I know: with the Obama presidency unraveling in a disaster for America and the world, it seems absurd to waste a blog post on the death of actor James Garner. But bear with me. This is a blog on the culture. It was the culture, dominated by leftists, that helped make this catastrophic presidency possible. Garner’s death underscores part of what went wrong.
The star of the ’50s TV western Maverick and the ’70s private eye show The Rockford Files died at 86 over the weekend. He was a wonderfully charming and entertaining actor who made some fine movies (The Great Escape, The Americanization of Emily) but was only truly a star on the small screen. In this, he resembled two other favorites of mine, David Janssen, who starred in The Fugitive and Harry O and Darren McGavin, who starred in Mike Hammer, The Outsider, and The Night Stalker.
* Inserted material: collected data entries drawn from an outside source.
//! REST API handlers for the gift promotion.

use super::{GiftEngine, GiftError, GiftMode, GiftPromotion, RevealPlan, SelectedGift};
use crate::cart::handlers::ensure_cart_id;
use crate::cart::{aggregate::Cart, state::SharedState};
use crate::catalog::fetch_active_gift_promotion;
use crate::router::error::ApiError;
use axum::{
    extract::{Path, State},
    routing::{get, post},
    Json, Router,
};
use rust_decimal::Decimal;
use serde::{Deserialize, Serialize};

/// Creates routes for gift operations
pub fn routes() -> Router<SharedState> {
    Router::new()
        .route("/carts/:cart_id/gift", get(gift_status).post(select_gift))
        .route("/carts/:cart_id/gift/reveal", post(reveal_gift))
}

/// Body of `POST /carts/:cart_id/gift`
#[derive(Debug, Deserialize)]
#[serde(rename_all = "camelCase")]
pub struct SelectGiftInput {
    pub candidate_id: String,
}

/// Where a cart stands against the active promotion.
#[derive(Debug, Serialize)]
#[serde(rename_all = "camelCase")]
pub struct GiftStatus {
    pub promotion: GiftPromotion,
    pub subtotal: Decimal,
    pub eligible: bool,
    pub progress_percent: Decimal,
    pub remaining: Decimal,
    #[serde(skip_serializing_if = "Option::is_none")]
    pub selected: Option<SelectedGift>,
}

/// A reveal to animate client-side; only `finalPick` counts.
#[derive(Debug, Serialize)]
#[serde(rename_all = "camelCase")]
pub struct RevealResponse {
    #[serde(flatten)]
    pub plan: RevealPlan,
    pub tick_ms: u64,
}

async fn load_engine(state: &SharedState) -> Result<GiftEngine, ApiError> {
    let promotion = fetch_active_gift_promotion(state.data.as_ref(), &state.config.retry)
        .await?
        .ok_or_else(|| ApiError::not_found("لا توجد هدية متاحة حالياً"))?;
    Ok(GiftEngine::new(promotion)?)
}

fn require_eligible(engine: &GiftEngine, subtotal: Decimal) -> Result<(), ApiError> {
    if engine.is_eligible(subtotal) {
        Ok(())
    } else {
        Err(ApiError::conflict(format!(
            "أضف منتجات بقيمة {} للحصول على الهدية",
            engine.remaining(subtotal)
        )))
    }
}

// ThreadRng is not Send; keep it out of the handler futures.
fn plan_with_thread_rng(engine: &GiftEngine, spins: u32) -> Result<RevealPlan, GiftError> {
    engine.plan_reveal(spins, &mut rand::rng())
}

/// Endpoint: GET /carts/:cart_id/gift
async fn gift_status(
    State(state): State<SharedState>,
    Path(cart_id): Path<String>,
) -> Result<Json<GiftStatus>, ApiError> {
    ensure_cart_id(&cart_id)?;
    let engine = load_engine(&state).await?;
    let subtotal = state.with_cart(&cart_id, Cart::total);

    Ok(Json(GiftStatus {
        eligible: engine.is_eligible(subtotal),
        progress_percent: engine.progress_percent(subtotal),
        remaining: engine.remaining(subtotal),
        selected: state
            .selected_gift(&cart_id)
            .filter(|g| g.promotion_id == engine.promotion().id),
        subtotal,
        promotion: engine.promotion().clone(),
    }))
}

/// Endpoint: POST /carts/:cart_id/gift
/// Records the customer's pick in `choice` mode.
async fn select_gift(
    State(state): State<SharedState>,
    Path(cart_id): Path<String>,
    Json(payload): Json<SelectGiftInput>,
) -> Result<Json<SelectedGift>, ApiError> {
    ensure_cart_id(&cart_id)?;
    let engine = load_engine(&state).await?;
    require_eligible(&engine, state.with_cart(&cart_id, Cart::total))?;

    let gift = engine.select_gift(&payload.candidate_id)?;
    state.gifts.insert(cart_id.clone(), gift.clone());
    tracing::info!(cart_id = %cart_id, gift_id = %gift.candidate.id, "gift selected");
    Ok(Json(gift))
}

/// Endpoint: POST /carts/:cart_id/gift/reveal
/// Draws the gift in `random` mode. Asking again replays the same final pick.
async fn reveal_gift(
    State(state): State<SharedState>,
    Path(cart_id): Path<String>,
) -> Result<Json<RevealResponse>, ApiError> {
    ensure_cart_id(&cart_id)?;
    let engine = load_engine(&state).await?;
    if engine.mode() != GiftMode::Random {
        return Err(GiftError::WrongMode {
            actual: engine.mode(),
        }
        .into());
    }
    require_eligible(&engine, state.with_cart(&cart_id, Cart::total))?;

    let mut plan = plan_with_thread_rng(&engine, state.config.reveal.spins)?;
    let previous = state
        .selected_gift(&cart_id)
        .filter(|g| g.promotion_id == engine.promotion().id && g.mode == GiftMode::Random);
    match previous {
        Some(gift) => plan.final_pick = gift,
        None => {
            state.gifts.insert(cart_id.clone(), plan.final_pick.clone());
            tracing::info!(
                cart_id = %cart_id,
                gift_id = %plan.final_pick.candidate.id,
                "gift drawn"
            );
        }
    }

    Ok(Json(RevealResponse {
        plan,
        tick_ms: state.config.reveal.tick_ms,
    }))
}
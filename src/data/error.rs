//! Backend error taxonomy.

use thiserror::Error;

use super::models::Collection;
use crate::retry::StatusCode;

/// Failure of a data-service call.
#[derive(Debug, Error)]
pub enum DataError {
    /// The backend could not be reached.
    #[error("network error: {0}")]
    Network(String),

    /// The backend did not answer in time.
    #[error("request timeout")]
    Timeout,

    /// The backend answered with an HTTP-like error status.
    #[error("backend returned status {status}: {message}")]
    Status { status: u16, message: String },

    /// The addressed record does not exist.
    #[error("no record '{id}' in {collection}")]
    NotFound { collection: Collection, id: String },

    /// A record could not be encoded or decoded.
    #[error("invalid record: {0}")]
    InvalidRecord(#[from] serde_json::Error),
}

impl DataError {
    /// Builds a status error.
    pub fn status(status: u16, message: impl Into<String>) -> Self {
        Self::Status {
            status,
            message: message.into(),
        }
    }
}

impl StatusCode for DataError {
    fn status_code(&self) -> Option<u16> {
        match self {
            Self::Status { status, .. } => Some(*status),
            Self::NotFound { .. } => Some(404),
            Self::InvalidRecord(_) => Some(422),
            Self::Network(_) | Self::Timeout => None,
        }
    }
}
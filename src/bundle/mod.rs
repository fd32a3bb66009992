//! Bundle Offer Module
//!
//! "Special offer" bundles: the admin-authored offer model and the selection
//! state machine that decides when a bundle may become a cart line.

pub mod models;
pub mod selection;

pub use models::BundleOffer;
pub use selection::{BundleSelection, SelectionState, ToggleOutcome};
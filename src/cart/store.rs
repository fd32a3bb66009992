//! Persistent cart mirror.
//!
//! Every cart mutation is written through to a [`CartStore`] so that a
//! restart does not lose carts. Writers are not coordinated: the last save
//! for a cart id wins.

use dashmap::DashMap;
use std::fs;
use std::path::PathBuf;
use thiserror::Error;

use super::aggregate::Cart;
use super::helpers::is_valid_cart_id;

#[derive(Debug, Error)]
pub enum StoreError {
    #[error("invalid cart id '{0}'")]
    InvalidCartId(String),

    #[error("cart store I/O error: {0}")]
    Io(#[from] std::io::Error),

    #[error("corrupt cart data: {0}")]
    Corrupt(#[from] serde_json::Error),
}

/// Durable storage for cart contents.
pub trait CartStore: Send + Sync {
    fn load(&self, cart_id: &str) -> Result<Option<Cart>, StoreError>;

    fn save(&self, cart_id: &str, cart: &Cart) -> Result<(), StoreError>;
}

// =============================================================================
// In-memory store
// =============================================================================

/// Keeps carts for the lifetime of the process only.
#[derive(Default)]
pub struct MemoryCartStore {
    carts: DashMap<String, Cart>,
}

impl MemoryCartStore {
    pub fn new() -> Self {
        Self::default()
    }
}

impl CartStore for MemoryCartStore {
    fn load(&self, cart_id: &str) -> Result<Option<Cart>, StoreError> {
        Ok(self.carts.get(cart_id).map(|c| c.value().clone()))
    }

    fn save(&self, cart_id: &str, cart: &Cart) -> Result<(), StoreError> {
        self.carts.insert(cart_id.to_string(), cart.clone());
        Ok(())
    }
}

// =============================================================================
// JSON file store
// =============================================================================

/// One `<cart_id>.json` file per cart under a directory.
///
/// Reads and writes use blocking `std::fs` calls on a single small file.
/// [`AppState`](super::state::AppState) issues them with no cart map entry
/// held, so a slow disk delays only the request doing the write.
pub struct JsonFileCartStore {
    dir: PathBuf,
}

impl JsonFileCartStore {
    /// Uses `dir`, creating it if needed.
    pub fn open(dir: impl Into<PathBuf>) -> Result<Self, StoreError> {
        let dir = dir.into();
        fs::create_dir_all(&dir)?;
        Ok(Self { dir })
    }

    fn path_for(&self, cart_id: &str) -> Result<PathBuf, StoreError> {
        if !is_valid_cart_id(cart_id) {
            return Err(StoreError::InvalidCartId(cart_id.to_string()));
        }
        Ok(self.dir.join(format!("{cart_id}.json")))
    }
}

impl CartStore for JsonFileCartStore {
    fn load(&self, cart_id: &str) -> Result<Option<Cart>, StoreError> {
        let path = self.path_for(cart_id)?;
        match fs::read(&path) {
            Ok(bytes) => Ok(Some(serde_json::from_slice(&bytes)?)),
            Err(err) if err.kind() == std::io::ErrorKind::NotFound => Ok(None),
            Err(err) => Err(err.into()),
        }
    }

    fn save(&self, cart_id: &str, cart: &Cart) -> Result<(), StoreError> {
        let path = self.path_for(cart_id)?;
        let tmp = path.with_extension("json.tmp");
        fs::write(&tmp, serde_json::to_vec(cart)?)?;
        fs::rename(&tmp, &path)?;
        Ok(())
    }
}

#[cfg(test)]
mod tests {
    use super::*;
    use crate::cart::models::NewCartLine;
    use rust_decimal::Decimal;

    fn sample_cart() -> Cart {
        let mut cart = Cart::new();
        cart.add_item(NewCartLine {
            product_id: "p1".into(),
            name: "شماغ".into(),
            unit_price: Decimal::new(8950, 2),
            quantity: 2,
            selected_options: None,
        });
        cart
    }

    #[test]
    fn test_file_store_round_trip_and_last_write_wins() {
        let dir = tempfile::tempdir().unwrap();
        let store = JsonFileCartStore::open(dir.path().join("carts")).unwrap();
        assert!(store.load("c1").unwrap().is_none());

        let cart = sample_cart();
        store.save("c1", &cart).unwrap();
        assert_eq!(store.load("c1").unwrap(), Some(cart));

        store.save("c1", &Cart::new()).unwrap();
        assert!(store.load("c1").unwrap().unwrap().is_empty());
    }

    #[test]
    fn test_file_store_rejects_path_like_ids() {
        let dir = tempfile::tempdir().unwrap();
        let store = JsonFileCartStore::open(dir.path()).unwrap();
        assert!(matches!(
            store.save("../escape", &Cart::new()),
            Err(StoreError::InvalidCartId(_))
        ));
    }

    #[test]
    fn test_memory_store() {
        let store = MemoryCartStore::new();
        store.save("c1", &sample_cart()).unwrap();
        assert_eq!(store.load("c1").unwrap().unwrap().items().len(), 1);
    }
}
//! Shopping Cart State Management
//!
//! This module manages the application state for shopping carts: the live
//! carts, their persistent mirror, the gift picked per cart, receipts of
//! placed orders, and the backend collaborators.

use super::aggregate::Cart;
use super::store::{CartStore, JsonFileCartStore, MemoryCartStore, StoreError};
use crate::checkout::models::Receipt;
use crate::config::AppConfig;
use crate::data::{DataService, MemoryDataService};
use crate::gift::SelectedGift;
use crate::ratelimit::RateLimiter;
use dashmap::mapref::entry::Entry;
use dashmap::DashMap;
use std::sync::Arc;

// =============================================================================
// Application State
// =============================================================================

/// Shared application state that can be safely passed between threads
pub type SharedState = Arc<AppState>;

/// Core application state containing carts and backend collaborators
pub struct AppState {
    /// Live carts, keyed by cart_id.
    /// DashMap allows concurrent access without external Mutexes; holding an
    /// entry serialises mutations of that cart.
    pub carts: DashMap<String, Cart>,

    /// Gift attached to each cart, if any.
    pub gifts: DashMap<String, SelectedGift>,

    /// Receipt of the last order placed from each cart.
    pub receipts: DashMap<String, Receipt>,

    /// Carts with an order submission in flight.
    pub checkouts: DashMap<String, ()>,

    /// Durable mirror of `carts`.
    pub store: Arc<dyn CartStore>,

    /// Backend collections.
    pub data: Arc<dyn DataService>,

    pub rate_limiter: Arc<RateLimiter>,

    pub config: AppConfig,
}

impl AppState {
    pub fn new(config: AppConfig, data: Arc<dyn DataService>, store: Arc<dyn CartStore>) -> Self {
        let rate_limiter = Arc::new(RateLimiter::new(
            Arc::clone(&data),
            config.rate_limit.clone(),
        ));
        Self {
            carts: DashMap::new(),
            gifts: DashMap::new(),
            receipts: DashMap::new(),
            checkouts: DashMap::new(),
            store,
            data,
            rate_limiter,
            config,
        }
    }

    /// Builds the state with the cart store named in `config`.
    pub fn from_config(config: AppConfig, data: Arc<dyn DataService>) -> Result<Self, StoreError> {
        let store: Arc<dyn CartStore> = match &config.cart_store.dir {
            Some(dir) => {
                tracing::info!(dir = %dir.display(), "mirroring carts to disk");
                Arc::new(JsonFileCartStore::open(dir)?)
            }
            None => Arc::new(MemoryCartStore::new()),
        };
        Ok(Self::new(config, data, store))
    }

    /// Default configuration over an empty in-memory backend.
    pub fn in_memory() -> Self {
        Self::new(
            AppConfig::default(),
            Arc::new(MemoryDataService::new()),
            Arc::new(MemoryCartStore::new()),
        )
    }

    /// Reads a cart. Unknown ids read as an empty cart without being
    /// stored; a persisted cart is restored on first access.
    pub fn with_cart<R>(&self, cart_id: &str, f: impl FnOnce(&Cart) -> R) -> R {
        if let Some(cart) = self.carts.get(cart_id) {
            return f(cart.value());
        }
        match self.restore(cart_id) {
            Some(cart) => {
                let entry = self.carts.entry(cart_id.to_string()).or_insert(cart);
                f(entry.value())
            }
            None => f(&Cart::new()),
        }
    }

    /// Applies a mutation to a cart and mirrors the result to the store.
    ///
    /// The mirror write happens after the map entry is released; a failed
    /// write is logged and the in-memory mutation stands. A cart left empty
    /// is dropped from memory.
    pub fn mutate_cart<R>(&self, cart_id: &str, f: impl FnOnce(&mut Cart) -> R) -> R {
        let restored = if self.carts.contains_key(cart_id) {
            None
        } else {
            self.restore(cart_id)
        };

        let (result, snapshot) = {
            let mut entry = self
                .carts
                .entry(cart_id.to_string())
                .or_insert_with(|| restored.unwrap_or_default());
            let result = f(entry.value_mut());
            (result, entry.value().clone())
        };

        if snapshot.is_empty() {
            self.carts.remove_if(cart_id, |_, cart| cart.is_empty());
        }
        if let Err(err) = self.store.save(cart_id, &snapshot) {
            tracing::warn!(cart_id, error = %err, "failed to mirror cart");
        }
        result
    }

    /// Marks `cart_id` as having an order in flight. `None` while another
    /// checkout of the same cart holds the claim.
    pub fn claim_checkout(&self, cart_id: &str) -> Option<CheckoutClaim<'_>> {
        match self.checkouts.entry(cart_id.to_string()) {
            Entry::Occupied(_) => None,
            Entry::Vacant(slot) => {
                slot.insert(());
                Some(CheckoutClaim {
                    state: self,
                    cart_id: cart_id.to_string(),
                })
            }
        }
    }

    pub fn selected_gift(&self, cart_id: &str) -> Option<SelectedGift> {
        self.gifts.get(cart_id).map(|g| g.value().clone())
    }

    pub fn receipt(&self, cart_id: &str) -> Option<Receipt> {
        self.receipts.get(cart_id).map(|r| r.value().clone())
    }

    /// Non-empty cart persisted for `cart_id`, if any.
    fn restore(&self, cart_id: &str) -> Option<Cart> {
        match self.store.load(cart_id) {
            Ok(Some(cart)) if !cart.is_empty() => {
                tracing::debug!(cart_id, lines = cart.items().len(), "cart restored");
                Some(cart)
            }
            Ok(_) => None,
            Err(err) => {
                tracing::warn!(cart_id, error = %err, "failed to restore cart, starting empty");
                None
            }
        }
    }
}

/// Held for the duration of one checkout; releases the cart when dropped.
pub struct CheckoutClaim<'a> {
    state: &'a AppState,
    cart_id: String,
}

impl Drop for CheckoutClaim<'_> {
    fn drop(&mut self) {
        self.state.checkouts.remove(&self.cart_id);
    }
}
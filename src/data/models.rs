//! Collection names and record filters understood by the data service.

use serde::{Deserialize, Serialize};
use serde_json::Value;
use std::cmp::Ordering;
use std::fmt;

// =============================================================================
// Collections
// =============================================================================

/// Named backend collections consumed by the engine.
#[derive(Debug, Clone, Copy, PartialEq, Eq, Hash, Serialize, Deserialize)]
#[serde(rename_all = "snake_case")]
pub enum Collection {
    Products,
    SpecialOffers,
    SpecialOfferProducts,
    GiftOffers,
    GiftOfferProducts,
    OrderRateLimits,
    Orders,
}

impl Collection {
    /// The backend table name.
    pub fn as_str(self) -> &'static str {
        match self {
            Self::Products => "products",
            Self::SpecialOffers => "special_offers",
            Self::SpecialOfferProducts => "special_offer_products",
            Self::GiftOffers => "gift_offers",
            Self::GiftOfferProducts => "gift_offer_products",
            Self::OrderRateLimits => "order_rate_limits",
            Self::Orders => "orders",
        }
    }
}

impl fmt::Display for Collection {
    fn fmt(&self, f: &mut fmt::Formatter<'_>) -> fmt::Result {
        f.write_str(self.as_str())
    }
}

// =============================================================================
// Filters
// =============================================================================

/// A predicate on one field of a record.
///
/// Numbers compare numerically and strings lexicographically, so timestamps
/// must be stored in a single RFC 3339 UTC format to compare correctly.
#[derive(Debug, Clone, PartialEq)]
pub enum Filter {
    Eq(String, Value),
    Gte(String, Value),
    Lt(String, Value),
    In(String, Vec<Value>),
}

impl Filter {
    pub fn eq(field: impl Into<String>, value: impl Into<Value>) -> Self {
        Self::Eq(field.into(), value.into())
    }

    pub fn gte(field: impl Into<String>, value: impl Into<Value>) -> Self {
        Self::Gte(field.into(), value.into())
    }

    pub fn lt(field: impl Into<String>, value: impl Into<Value>) -> Self {
        Self::Lt(field.into(), value.into())
    }

    pub fn is_in(field: impl Into<String>, values: Vec<Value>) -> Self {
        Self::In(field.into(), values)
    }

    /// Whether `record` satisfies this filter. Missing fields never match.
    pub fn matches(&self, record: &Value) -> bool {
        match self {
            Self::Eq(field, expected) => record.get(field).is_some_and(|v| loosely_equal(v, expected)),
            Self::Gte(field, bound) => record
                .get(field)
                .and_then(|v| compare(v, bound))
                .is_some_and(Ordering::is_ge),
            Self::Lt(field, bound) => record
                .get(field)
                .and_then(|v| compare(v, bound))
                .is_some_and(Ordering::is_lt),
            Self::In(field, options) => record
                .get(field)
                .is_some_and(|v| options.iter().any(|o| loosely_equal(v, o))),
        }
    }
}

/// Equality that treats `1` and `1.0` as the same number.
fn loosely_equal(a: &Value, b: &Value) -> bool {
    match (a, b) {
        (Value::Number(_), Value::Number(_)) => compare(a, b) == Some(Ordering::Equal),
        _ => a == b,
    }
}

fn compare(a: &Value, b: &Value) -> Option<Ordering> {
    match (a, b) {
        (Value::Number(x), Value::Number(y)) => x.as_f64()?.partial_cmp(&y.as_f64()?),
        (Value::String(x), Value::String(y)) => Some(x.cmp(y)),
        _ => None,
    }
}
I’m not sure — no one’s really sure — what made an actor more suitable for the small screen rather than the movies back in the day, or why some could move comfortably between one and the other. Garner, Janssen and McGavin all had a limited range and a set number of out-sized mannerisms. But that was true of John Wayne and Clint Eastwood too, two of the biggest movie stars of all time. Maybe something about Garner and the others was just more recognizable and knowable and human than what we saw in movie stars when there actually were movie stars. Wayne, Eastwood — even more actorly stars like Brando and Pacino — all had something huge and iconic about them. No matter how well they played their parts, they were always more personae than persons. You could imagine hanging out with Garner. You could only dream about being John Wayne.